_DATA SHOWN_.

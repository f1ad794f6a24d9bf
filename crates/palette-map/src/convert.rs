//! GridConverter -- the primary ergonomic entry point for the crate.
//!
//! [`GridConverter`] wraps the full pipeline (resample, match, serialize,
//! optional recolor) behind a builder API with the renderer's canonical
//! grid size as the default.

use crate::color::Rgba;
use crate::grid::{CanonicalGrid, GridError};
use crate::palette::Palette;
use crate::serialize::serialize_tokens;

/// Default canonical grid width consumed by the flag renderer.
pub const DEFAULT_GRID_WIDTH: usize = 100;
/// Default canonical grid height consumed by the flag renderer.
pub const DEFAULT_GRID_HEIGHT: usize = 66;

/// The ordered token sequence for one converted grid.
///
/// Exactly `width * height` tokens, in wire traversal order (see
/// [`CanonicalGrid::cells`]). The serialized form is the comma-joined
/// stream the renderer stores and parses.
#[derive(Debug, Clone, PartialEq, Eq)]
pub struct GridData {
    tokens: Vec<String>,
    width: usize,
    height: usize,
}

impl GridData {
    /// Tokens in wire order.
    #[inline]
    pub fn tokens(&self) -> &[String] {
        &self.tokens
    }

    /// Grid width in cells.
    #[inline]
    pub fn width(&self) -> usize {
        self.width
    }

    /// Grid height in cells.
    #[inline]
    pub fn height(&self) -> usize {
        self.height
    }

    /// Serialize to the comma-delimited wire string.
    pub fn serialize(&self) -> String {
        serialize_tokens(&self.tokens)
    }
}

/// Result of one conversion: the canonical grid (recolored when requested)
/// and its token stream. The two never disagree: each recolored cell holds
/// the key color of the entry whose token was emitted for that cell.
#[derive(Debug, Clone)]
pub struct GridConversion {
    /// The resampled grid; quantized to palette colors unless the converter
    /// was configured to preserve original colors.
    pub grid: CanonicalGrid,
    /// Per-cell tokens in wire order.
    pub data: GridData,
}

/// Converter from RGBA rasters to palette token grids.
///
/// # Design
///
/// - Constructor requires a [`Palette`] (no invalid states; empty or
///   malformed tables are rejected when the palette is built)
/// - Configuration methods consume and return `self` (builder pattern)
/// - [`convert()`](Self::convert) takes `&self`, so one converter is
///   reusable across images and safely shareable across threads
///
/// # Example
///
/// ```
/// use palette_map::{flag_palette, GridConverter, Rgba};
///
/// let converter = GridConverter::new(flag_palette().unwrap())
///     .grid_size(2, 2);
///
/// // A 1x1 pure red source fills the whole grid
/// let result = converter.convert(&[Rgba::new(255, 0, 0, 255)], 1, 1).unwrap();
/// assert_eq!(result.data.tokens().len(), 4);
/// ```
#[derive(Debug, Clone)]
pub struct GridConverter {
    palette: Palette,
    width: usize,
    height: usize,
    recolor: bool,
}

impl GridConverter {
    /// Create a converter with the canonical 100x66 grid and recoloring
    /// enabled (the quantized preview matches what the renderer will show).
    pub fn new(palette: Palette) -> Self {
        Self {
            palette,
            width: DEFAULT_GRID_WIDTH,
            height: DEFAULT_GRID_HEIGHT,
            recolor: true,
        }
    }

    /// Set the target grid dimensions.
    #[inline]
    pub fn grid_size(mut self, width: usize, height: usize) -> Self {
        self.width = width;
        self.height = height;
        self
    }

    /// Enable or disable recoloring of the output grid.
    ///
    /// When disabled the returned grid keeps the original sampled colors
    /// (the "preserve original colors" mode); the token stream is unaffected.
    #[inline]
    pub fn recolor(mut self, enabled: bool) -> Self {
        self.recolor = enabled;
        self
    }

    /// The palette this converter matches against.
    #[inline]
    pub fn palette(&self) -> &Palette {
        &self.palette
    }

    /// Configured grid width.
    #[inline]
    pub fn grid_width(&self) -> usize {
        self.width
    }

    /// Configured grid height.
    #[inline]
    pub fn grid_height(&self) -> usize {
        self.height
    }

    /// Convert a decoded RGBA raster into a token grid.
    ///
    /// Single deterministic pass: resample to the canonical grid, match
    /// every cell in wire traversal order, then (unless disabled) overwrite
    /// each cell with its matched entry's key color. No retries, no partial
    /// results: any failure discards all intermediate state.
    ///
    /// # Errors
    ///
    /// [`GridError`] if the source dimensions are invalid.
    pub fn convert(
        &self,
        pixels: &[Rgba],
        src_width: usize,
        src_height: usize,
    ) -> Result<GridConversion, GridError> {
        let grid = CanonicalGrid::resample(pixels, src_width, src_height, self.width, self.height)?;
        Ok(self.convert_grid(grid))
    }

    /// Convert a buffer that is already at grid size (skips resampling).
    ///
    /// # Errors
    ///
    /// [`GridError`] if `pixels.len()` does not match the configured grid.
    pub fn convert_resampled(&self, pixels: Vec<Rgba>) -> Result<GridConversion, GridError> {
        let grid = CanonicalGrid::from_pixels(pixels, self.width, self.height)?;
        Ok(self.convert_grid(grid))
    }

    fn convert_grid(&self, mut grid: CanonicalGrid) -> GridConversion {
        let mut tokens = Vec::with_capacity(self.width * self.height);
        // One matching decision per cell drives both the token stream and
        // the recolored preview, so the two cannot diverge.
        for (x, y) in grid.cells() {
            let idx = self.palette.match_index(grid.get(x, y));
            tokens.push(self.palette.token(idx).to_string());
            if self.recolor {
                grid.set(x, y, Rgba::opaque(self.palette.key(idx)));
            }
        }

        GridConversion {
            grid,
            data: GridData {
                tokens,
                width: self.width,
                height: self.height,
            },
        }
    }
}

#[cfg(test)]
mod tests {
    use super::*;
    use crate::color::Rgb;
    use crate::palette::Palette;

    fn rgb_palette() -> Palette {
        Palette::from_table(&[
            ("#FF0000", "0.0:0.0"),
            ("#00FF00", "0.0625:0.0"),
            ("#0000FF", "0.125:0.0"),
            ("#FFFFFF", "0.1875:0.0"),
        ])
        .unwrap()
    }

    #[test]
    fn test_solid_red_fills_grid() {
        let converter = GridConverter::new(rgb_palette()).grid_size(2, 2);
        let result = converter
            .convert(&[Rgba::new(255, 0, 0, 255)], 1, 1)
            .unwrap();

        assert_eq!(result.data.tokens().len(), 4);
        for token in result.data.tokens() {
            assert_eq!(token, "0.0:0.0");
        }
        assert_eq!(result.data.serialize(), "0.0:0.0,0.0:0.0,0.0:0.0,0.0:0.0");
    }

    #[test]
    fn test_token_count_matches_grid() {
        let converter = GridConverter::new(rgb_palette());
        let result = converter
            .convert(&[Rgba::new(10, 200, 30, 255)], 1, 1)
            .unwrap();
        assert_eq!(
            result.data.tokens().len(),
            DEFAULT_GRID_WIDTH * DEFAULT_GRID_HEIGHT
        );
    }

    #[test]
    fn test_recolor_quantizes_grid() {
        let converter = GridConverter::new(rgb_palette()).grid_size(1, 1);
        // A dark red pixel quantizes to pure red
        let result = converter
            .convert(&[Rgba::new(180, 20, 10, 255)], 1, 1)
            .unwrap();
        assert_eq!(result.grid.get(0, 0), Rgba::opaque(Rgb::new(255, 0, 0)));
        assert_eq!(result.data.tokens()[0], "0.0:0.0");
    }

    #[test]
    fn test_preserve_colors_keeps_grid() {
        let converter = GridConverter::new(rgb_palette())
            .grid_size(1, 1)
            .recolor(false);
        let original = Rgba::new(180, 20, 10, 255);
        let result = converter.convert(&[original], 1, 1).unwrap();
        // Grid untouched, token still quantized
        assert_eq!(result.grid.get(0, 0), original);
        assert_eq!(result.data.tokens()[0], "0.0:0.0");
    }

    #[test]
    fn test_preview_and_tokens_agree() {
        let converter = GridConverter::new(rgb_palette()).grid_size(4, 3);
        let pixels: Vec<Rgba> = (0..12)
            .map(|i| Rgba::new((i * 20) as u8, 255 - (i * 15) as u8, 40, 255))
            .collect();
        let result = converter.convert(&pixels, 4, 3).unwrap();

        let palette = converter.palette();
        let h = result.grid.height();
        for (n, token) in result.data.tokens().iter().enumerate() {
            let (x, y) = (n / h, h - 1 - n % h);
            let cell = result.grid.get(x, y);
            // The recolored cell is an exact palette key, so matching it
            // again must return the same token.
            assert_eq!(palette.match_token(cell), token);
        }
    }

    #[test]
    fn test_determinism() {
        let converter = GridConverter::new(rgb_palette()).grid_size(8, 8);
        let pixels: Vec<Rgba> = (0..64)
            .map(|i| Rgba::new((i * 4) as u8, (i * 7) as u8, (i * 3) as u8, 255))
            .collect();
        let a = converter.convert(&pixels, 8, 8).unwrap();
        let b = converter.convert(&pixels, 8, 8).unwrap();
        assert_eq!(a.data.serialize(), b.data.serialize());
        assert_eq!(a.grid, b.grid);
    }

    #[test]
    fn test_invalid_source_rejected() {
        let converter = GridConverter::new(rgb_palette()).grid_size(2, 2);
        assert!(converter.convert(&[], 0, 0).is_err());
        assert!(converter
            .convert(&[Rgba::new(0, 0, 0, 255)], 2, 2)
            .is_err());
    }
}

_WHAT YOU SHOULD DO_.
Output only the lines running from the line with "the same token." through the final line of the data, inclusive.

_RESULT FOR THIS TASK_.
            // again must return the same token.
            assert_eq!(palette.match_token(cell), token);
        }
    }

    #[test]
    fn test_determinism() {
        let converter = GridConverter::new(rgb_palette()).grid_size(8, 8);
        let pixels: Vec<Rgba> = (0..64)
            .map(|i| Rgba::new((i * 4) as u8, (i * 7) as u8, (i * 3) as u8, 255))
            .collect();
        let a = converter.convert(&pixels, 8, 8).unwrap();
        let b = converter.convert(&pixels, 8, 8).unwrap();
        assert_eq!(a.data.serialize(), b.data.serialize());
        assert_eq!(a.grid, b.grid);
    }

    #[test]
    fn test_invalid_source_rejected() {
        let converter = GridConverter::new(rgb_palette()).grid_size(2, 2);
        assert!(converter.convert(&[], 0, 0).is_err());
        assert!(converter
            .convert(&[Rgba::new(0, 0, 0, 255)], 2, 2)
            .is_err());
    }
}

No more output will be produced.